Las situaciones que he citado al comienzo, en torno a las lágrimas del goce, tienen en común que remiten a una experiencia límite donde, por un instante, el sujeto experimenta haber logrado lo más deseado, haber alcanzado una meta que se le presenta como el absoluto de la satisfacción esperada, haciendo así presente la pérdida de los límites que habitualmente separan la satisfacción esperada de la satisfacción obtenida. Por agotar la sed del deseo, esas experiencias cobran la significación de un pasaje, de un atravesar las barreras del principio del placer que mantenían el goce como cofre inalcanzable.
Goce y deseo
No es posible definir el estatuto del goce sin ponerlo en relación con la estructura del deseo.
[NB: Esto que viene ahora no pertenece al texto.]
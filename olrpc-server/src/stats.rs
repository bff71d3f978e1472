//! Shared error counters
//!
//! `ErrorStats` is a handle; clones share the same counters. Inject the same
//! handle into several error handlers to aggregate them, or give each its
//! own.

use olrpc_core::{ErrorKind, Severity};
use serde::Serialize;
use std::collections::BTreeMap;
use std::sync::{Arc, Mutex, MutexGuard};

/// Point-in-time copy of the counters
#[derive(Debug, Clone, PartialEq, Eq, Serialize)]
pub struct ErrorStatistics {
    pub total_errors: u64,
    /// Keyed by error kind name; only kinds seen so far
    pub errors_by_type: BTreeMap<String, u64>,
    /// Always holds every severity
    pub errors_by_severity: BTreeMap<Severity, u64>,
    pub recovery_attempts: u64,
    pub successful_recoveries: u64,
}

impl Default for ErrorStatistics {
    fn default() -> Self {
        Self {
            total_errors: 0,
            errors_by_type: BTreeMap::new(),
            errors_by_severity: Severity::ALL.iter().map(|s| (*s, 0)).collect(),
            recovery_attempts: 0,
            successful_recoveries: 0,
        }
    }
}

impl ErrorStatistics {
    /// Count for one kind, zero when never seen
    pub fn count_for(&self, kind: ErrorKind) -> u64 {
        self.errors_by_type.get(kind.name()).copied().unwrap_or(0)
    }

    /// Count for one severity
    pub fn count_for_severity(&self, severity: Severity) -> u64 {
        self.errors_by_severity.get(&severity).copied().unwrap_or(0)
    }
}

/// Cloneable handle to error counters
#[derive(Debug, Clone, Default)]
pub struct ErrorStats {
    inner: Arc<Mutex<ErrorStatistics>>,
}

impl ErrorStats {
    /// Fresh counters, shared with nobody yet
    pub fn new() -> Self {
        Self::default()
    }

    // Counters stay meaningful after a panic elsewhere, so poisoning is ignored.
    fn lock(&self) -> MutexGuard<'_, ErrorStatistics> {
        self.inner.lock().unwrap_or_else(|poisoned| poisoned.into_inner())
    }

    /// Count one handled error
    pub fn record_error(&self, kind: ErrorKind, severity: Severity) {
        let mut stats = self.lock();
        stats.total_errors += 1;
        *stats.errors_by_type.entry(kind.name().to_string()).or_insert(0) += 1;
        *stats.errors_by_severity.entry(severity).or_insert(0) += 1;
    }

    /// Count one pass through recovery
    pub fn record_recovery_attempt(&self) {
        self.lock().recovery_attempts += 1;
    }

    /// Count one strategy that produced a replacement response
    pub fn record_recovery_success(&self) {
        self.lock().successful_recoveries += 1;
    }

    /// Copy of the current counters
    pub fn snapshot(&self) -> ErrorStatistics {
        self.lock().clone()
    }

    /// Zero every counter
    pub fn reset(&self) {
        *self.lock() = ErrorStatistics::default();
    }
}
El deseo se traduce subjetivamente como búsqueda, esperanza, proyecto, promesa. Surge del sentimiento de que algo falta. Participa de la experiencia de un vacío e impulsa a hallar aquello que lo llene. Para desear es preciso que “eso falte” y lo que falta al deseo remite a la “cosa de goce”, causa última de la estructura deseante. Pero el deseo se presenta, además, como una defensa ante el goce.
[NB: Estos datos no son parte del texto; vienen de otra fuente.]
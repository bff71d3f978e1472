//! Capability descriptor advertised at handshake

use crate::schema::SchemaCatalog;
use serde::{Deserialize, Serialize};
use serde_json::Value;

/// One advertised method
#[derive(Debug, Clone, PartialEq, Serialize, Deserialize)]
pub struct ToolDescriptor {
    pub name: String,
    pub description: String,
    #[serde(rename = "inputSchema")]
    pub input_schema: Value,
}

/// Methods a client may call, with their input shapes
///
/// Generated from the advertised entries of a [`SchemaCatalog`].
#[derive(Debug, Clone, Default, PartialEq, Serialize, Deserialize)]
pub struct CapabilityDescriptor {
    pub tools: Vec<ToolDescriptor>,
}

impl CapabilityDescriptor {
    /// Build from the catalog's advertised methods, in catalog order
    pub fn from_catalog(catalog: &SchemaCatalog) -> Self {
        let tools = catalog
            .advertised()
            .map(|schema| ToolDescriptor {
                name: schema.name.clone(),
                description: schema.description.clone(),
                input_schema: schema.input_schema(),
            })
            .collect();
        Self { tools }
    }

    /// Whether a tool with this name is advertised
    pub fn has_tool(&self, name: &str) -> bool {
        self.tools.iter().any(|t| t.name == name)
    }

    /// Advertised tool names
    pub fn tool_names(&self) -> Vec<&str> {
        self.tools.iter().map(|t| t.name.as_str()).collect()
    }
}

/// Name and version reported to clients
#[derive(Debug, Clone, PartialEq, Serialize, Deserialize)]
pub struct ServerInfo {
    pub name: String,
    pub version: String,
}

#[cfg(test)]
mod tests {
    use super::*;

    #[test]
    fn test_descriptor_lists_advertised_tools() {
        let descriptor = CapabilityDescriptor::from_catalog(&SchemaCatalog::mailbox());

        assert_eq!(descriptor.tools.len(), 4);
        assert!(descriptor.has_tool("search_emails"));
        assert!(!descriptor.has_tool("send_email"));
    }

    #[test]
    fn test_descriptor_matches_catalog_shapes() {
        let catalog = SchemaCatalog::mailbox();
        let descriptor = CapabilityDescriptor::from_catalog(&catalog);

        for tool in &descriptor.tools {
            let schema = catalog.get(&tool.name).unwrap();
            assert_eq!(tool.input_schema, schema.input_schema());
        }
    }

    #[test]
    fn test_serialized_field_names() {
        let descriptor = CapabilityDescriptor::from_catalog(&SchemaCatalog::mailbox());
        let value = serde_json::to_value(&descriptor).unwrap();
        assert_eq!(value["tools"][0]["name"], "list_emails");
        assert!(value["tools"][0]["inputSchema"]["properties"].is_object());
    }
}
Sucede a menudo que cuando un sujeto está por alcanzar la meta de su deseo, resulta invadido por una extraña inquietud y queda envuelto en una suerte de parálisis que termina por anclarlo en la frustración, la derrota o el fracaso. En otros casos la conquista de lo deseado, en vez de aportarle al sujeto la felicidad prometida, termina generando un profundo derrumbe físico o psíquico.
Están quienes evidencian comportamientos destinados a impedir, no ya el acto conclusivo de un deseo, sino la propia búsqueda. Por lo general encuentran razones que justifican la necesidad de permanecer alejados del camino de su deseo e, incluso, se sienten enaltecidos de tener que sacrificar su satisfacción personal para atender las obligaciones de la vida. Aceptan resignadamente que esa dicha no les está destinada y admiten con natural resignación la renuncia a cualquier “exceso”.
El obsesivo se comporta de manera inversa a la zorra de Esopo: apetecerá las uvas cuando le resulte imposible alcanzarlas pero, si el impedimento se desvanece, dirá: no quiero esas uvas porque están verdes. La histérica, por su parte, podrá destinar tremendos esfuerzos en reclamar a su amo lo que desea para reaccionar luego con violencia si su demanda es complacida.
Un deseo muy intenso puede ser rechazado de la conciencia al punto de no quedar casi huellas de él. Lo deseado, entonces, llega a convertirse en objeto de un exaltado rechazo. Lacan llegó a construir una especie de nosografía psicoanalítica al distinguir las diversas tácticas defensivas del sujeto en la preservación de su deseo como deseo incumplido: en la histeria, la defensa reside en mantener el deseo insatisfecho; el neurótico obsesivo sitúa a su deseo como imposible; el fóbico lo conserva con técnicas evitativas.
Todos estos ejemplos ponen de manifiesto que el deseo encierra algún peligro para el sujeto. Sin embargo, si miramos más de cerca, advertiremos que el deseo como tal no necesariamente es rechazado: la connotación de peligro solo está en relación con la posibilidad de cumplimiento del deseo. El eje de la cuestión no es el deseo sino ese otro término que estamos distinguiendo de él, el goce. La diferencia entre deseos prohibidos y deseos permitidos o incluso ordenados, es secundaria. La propia estructura del deseo se manifiesta renuente a que “eso deje de faltar”. Es la función del principio del placer mantener al sujeto a resguardo para que una dosis de insatisfacción sea preservada, que siempre haya un pedacito de goce que falte y que el deseo insaciable persista su inacabable búsqueda. Las satisfacciones permitidas por el principio del placer son de nunca acabar y, cuando el deseo alcanza su término, la dicha puede acarrear incómodas consecuencias.
* Extractado del libro Lágrimas de lo real. Un estudio sobre el goce, de próxima aparición (editorial Homo Sapiens).